DATA UNDER STUDY -
Segment Open
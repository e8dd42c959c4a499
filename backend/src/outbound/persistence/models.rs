//! Diesel row structs. Internal to the persistence adapters.

use chrono::{DateTime, Utc};
use diesel::prelude::*;
use uuid::Uuid;

use super::schema::{flashcards, users};

#[derive(Debug, Clone, Queryable, Selectable)]
#[diesel(table_name = users)]
#[diesel(check_for_backend(diesel::pg::Pg))]
pub(crate) struct UserRow {
    pub id: Uuid,
    pub name: String,
    pub email: String,
    pub password_hash: String,
    pub created_at: DateTime<Utc>,
}

#[derive(Debug, Insertable)]
#[diesel(table_name = users)]
pub(crate) struct NewUserRow<'a> {
    pub id: Uuid,
    pub name: &'a str,
    pub email: &'a str,
    pub password_hash: &'a str,
}

#[derive(Debug, Clone, Queryable, Selectable)]
#[diesel(table_name = flashcards)]
#[diesel(check_for_backend(diesel::pg::Pg))]
pub(crate) struct FlashcardRow {
    pub id: i64,
    pub word: String,
    pub translation: String,
    pub direction: String,
    pub created_at: DateTime<Utc>,
}

#[derive(Debug, Insertable)]
#[diesel(table_name = flashcards)]
pub(crate) struct NewFlashcardRow<'a> {
    pub word: &'a str,
    pub translation: &'a str,
    pub direction: &'a str,
}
Segment Closed
Reproduce the entries above in full, so that each one reads exactly as before.

repository e8dd42c959c4a499
filename backend/src/outbound/persistence/models.rs
//! Diesel row structs. Internal to the persistence adapters.

use chrono::{DateTime, Utc};
use diesel::prelude::*;
use uuid::Uuid;

use super::schema::{flashcards, users};

#[derive(Debug, Clone, Queryable, Selectable)]
#[diesel(table_name = users)]
#[diesel(check_for_backend(diesel::pg::Pg))]
pub(crate) struct UserRow {
    pub id: Uuid,
    pub name: String,
    pub email: String,
    pub password_hash: String,
    pub created_at: DateTime<Utc>,
}

#[derive(Debug, Insertable)]
#[diesel(table_name = users)]
pub(crate) struct NewUserRow<'a> {
    pub id: Uuid,
    pub name: &'a str,
    pub email: &'a str,
    pub password_hash: &'a str,
}

#[derive(Debug, Clone, Queryable, Selectable)]
#[diesel(table_name = flashcards)]
#[diesel(check_for_backend(diesel::pg::Pg))]
pub(crate) struct FlashcardRow {
    pub id: i64,
    pub word: String,
    pub translation: String,
    pub direction: String,
    pub created_at: DateTime<Utc>,
}

#[derive(Debug, Insertable)]
#[diesel(table_name = flashcards)]
pub(crate) struct NewFlashcardRow<'a> {
    pub word: &'a str,
    pub translation: &'a str,
    pub direction: &'a str,
}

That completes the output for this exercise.